[Saved entries]
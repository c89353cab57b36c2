use crate::domain::odds::{american_implied_probability, OutcomeQuote};
use serde::{Deserialize, Serialize};

/// Standings and injury context for one team. Missing feeds degrade to the
/// neutral default rather than blocking pick generation.
#[derive(Debug, Clone, Copy, PartialEq)]
pub struct TeamContext {
    pub win_pct: f64,
    pub injuries: u32,
}

impl Default for TeamContext {
    fn default() -> Self {
        TeamContext {
            win_pct: 0.5,
            injuries: 0,
        }
    }
}

/// Confidence scoring variant
#[derive(Debug, Clone, Copy, PartialEq, Eq, Serialize, Deserialize)]
#[serde(rename_all = "lowercase")]
pub enum ScoringVariant {
    /// Odds-only formulas
    Simple,
    /// Odds blended with standings and injury context
    Enhanced,
}

impl Default for ScoringVariant {
    fn default() -> Self {
        ScoringVariant::Enhanced
    }
}

/// How the spread side is chosen relative to the moneyline pick
#[derive(Debug, Clone, Copy, PartialEq, Eq, Serialize, Deserialize)]
#[serde(rename_all = "lowercase")]
pub enum SpreadStrategy {
    /// Take the moneyline favorite's side when it is laying points,
    /// otherwise take the other side
    Aligned,
    /// Take the side with the smaller absolute price, favorite on ties
    Price,
}

impl Default for SpreadStrategy {
    fn default() -> Self {
        SpreadStrategy::Aligned
    }
}

fn clamp_round(value: f64, floor: f64, ceil: f64) -> u8 {
    value.clamp(floor, ceil).round() as u8
}

/// Moneyline confidence from the implied-probability edge alone
pub fn moneyline_confidence_simple(edge: f64) -> u8 {
    clamp_round(50.0 + edge * 100.0, 50.0, 95.0)
}

/// Moneyline confidence blending edge, win-percentage gap, and an injury
/// penalty capped at 8 points
pub fn moneyline_confidence_enhanced(edge: f64, pick: TeamContext, opponent: TeamContext) -> u8 {
    let injury_adjustment = (-0.02 * pick.injuries as f64).max(-0.08);
    let raw = 55.0 + edge * 80.0 + (pick.win_pct - opponent.win_pct) * 15.0
        + injury_adjustment * 100.0;
    clamp_round(raw, 55.0, 95.0)
}

pub fn spread_confidence_simple(edge: f64) -> u8 {
    clamp_round(45.0 + edge * 80.0, 45.0, 95.0)
}

/// Enhanced spread confidence, capped below the game's moneyline confidence
/// so a derivative market never outranks its source
pub fn spread_confidence_enhanced(
    edge: f64,
    price_edge: f64,
    point_edge: f64,
    ml_confidence: u8,
    cap_margin: u8,
) -> u8 {
    let raw = clamp_round(
        55.0 + edge * 60.0 + price_edge * 8.0 + point_edge * 3.0,
        55.0,
        95.0,
    );
    raw.min(ml_confidence.saturating_sub(cap_margin))
}

pub fn totals_confidence(p_over: f64, p_under: f64) -> u8 {
    clamp_round(40.0 + (p_over - p_under).abs() * 100.0, 40.0, 95.0)
}

pub fn prop_confidence(gap: f64) -> u8 {
    clamp_round(50.0 + gap.abs() * 100.0, 50.0, 95.0)
}

/// Pick a spread side given both quotes, returning (picked, opposite).
/// `favorite` is the moneyline favorite's spread quote.
pub fn choose_spread_side<'a>(
    favorite: &'a OutcomeQuote,
    underdog: &'a OutcomeQuote,
    strategy: SpreadStrategy,
) -> (&'a OutcomeQuote, &'a OutcomeQuote) {
    match strategy {
        SpreadStrategy::Aligned => {
            if favorite.point.unwrap_or(0.0) < 0.0 {
                (favorite, underdog)
            } else {
                (underdog, favorite)
            }
        }
        SpreadStrategy::Price => {
            if underdog.price.abs() < favorite.price.abs() {
                (underdog, favorite)
            } else {
                (favorite, underdog)
            }
        }
    }
}

/// Absolute implied-probability gap between two quoted prices
pub fn price_gap(a: f64, b: f64) -> f64 {
    (american_implied_probability(a) - american_implied_probability(b)).abs()
}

◆ **Task details**:
The records above must be repeated exactly, in their entirety.

◆ **Completed exercise**:
repository c89353cab57b36c2
use crate::domain::odds::{american_implied_probability, OutcomeQuote};
use serde::{Deserialize, Serialize};

/// Standings and injury context for one team. Missing feeds degrade to the
/// neutral default rather than blocking pick generation.
#[derive(Debug, Clone, Copy, PartialEq)]
pub struct TeamContext {
    pub win_pct: f64,
    pub injuries: u32,
}

impl Default for TeamContext {
    fn default() -> Self {
        TeamContext {
            win_pct: 0.5,
            injuries: 0,
        }
    }
}

/// Confidence scoring variant
#[derive(Debug, Clone, Copy, PartialEq, Eq, Serialize, Deserialize)]
#[serde(rename_all = "lowercase")]
pub enum ScoringVariant {
    /// Odds-only formulas
    Simple,
    /// Odds blended with standings and injury context
    Enhanced,
}

impl Default for ScoringVariant {
    fn default() -> Self {
        ScoringVariant::Enhanced
    }
}

/// How the spread side is chosen relative to the moneyline pick
#[derive(Debug, Clone, Copy, PartialEq, Eq, Serialize, Deserialize)]
#[serde(rename_all = "lowercase")]
pub enum SpreadStrategy {
    /// Take the moneyline favorite's side when it is laying points,
    /// otherwise take the other side
    Aligned,
    /// Take the side with the smaller absolute price, favorite on ties
    Price,
}

impl Default for SpreadStrategy {
    fn default() -> Self {
        SpreadStrategy::Aligned
    }
}

fn clamp_round(value: f64, floor: f64, ceil: f64) -> u8 {
    value.clamp(floor, ceil).round() as u8
}

/// Moneyline confidence from the implied-probability edge alone
pub fn moneyline_confidence_simple(edge: f64) -> u8 {
    clamp_round(50.0 + edge * 100.0, 50.0, 95.0)
}

/// Moneyline confidence blending edge, win-percentage gap, and an injury
/// penalty capped at 8 points
pub fn moneyline_confidence_enhanced(edge: f64, pick: TeamContext, opponent: TeamContext) -> u8 {
    let injury_adjustment = (-0.02 * pick.injuries as f64).max(-0.08);
    let raw = 55.0 + edge * 80.0 + (pick.win_pct - opponent.win_pct) * 15.0
        + injury_adjustment * 100.0;
    clamp_round(raw, 55.0, 95.0)
}

pub fn spread_confidence_simple(edge: f64) -> u8 {
    clamp_round(45.0 + edge * 80.0, 45.0, 95.0)
}

/// Enhanced spread confidence, capped below the game's moneyline confidence
/// so a derivative market never outranks its source
pub fn spread_confidence_enhanced(
    edge: f64,
    price_edge: f64,
    point_edge: f64,
    ml_confidence: u8,
    cap_margin: u8,
) -> u8 {
    let raw = clamp_round(
        55.0 + edge * 60.0 + price_edge * 8.0 + point_edge * 3.0,
        55.0,
        95.0,
    );
    raw.min(ml_confidence.saturating_sub(cap_margin))
}

pub fn totals_confidence(p_over: f64, p_under: f64) -> u8 {
    clamp_round(40.0 + (p_over - p_under).abs() * 100.0, 40.0, 95.0)
}

pub fn prop_confidence(gap: f64) -> u8 {
    clamp_round(50.0 + gap.abs() * 100.0, 50.0, 95.0)
}

/// Pick a spread side given both quotes, returning (picked, opposite).
/// `favorite` is the moneyline favorite's spread quote.
pub fn choose_spread_side<'a>(
    favorite: &'a OutcomeQuote,
    underdog: &'a OutcomeQuote,
    strategy: SpreadStrategy,
) -> (&'a OutcomeQuote, &'a OutcomeQuote) {
    match strategy {
        SpreadStrategy::Aligned => {
            if favorite.point.unwrap_or(0.0) < 0.0 {
                (favorite, underdog)
            } else {
                (underdog, favorite)
            }
        }
        SpreadStrategy::Price => {
            if underdog.price.abs() < favorite.price.abs() {
                (underdog, favorite)
            } else {
                (favorite, underdog)
            }
        }
    }
}

/// Absolute implied-probability gap between two quoted prices
pub fn price_gap(a: f64, b: f64) -> f64 {
    (american_implied_probability(a) - american_implied_probability(b)).abs()
}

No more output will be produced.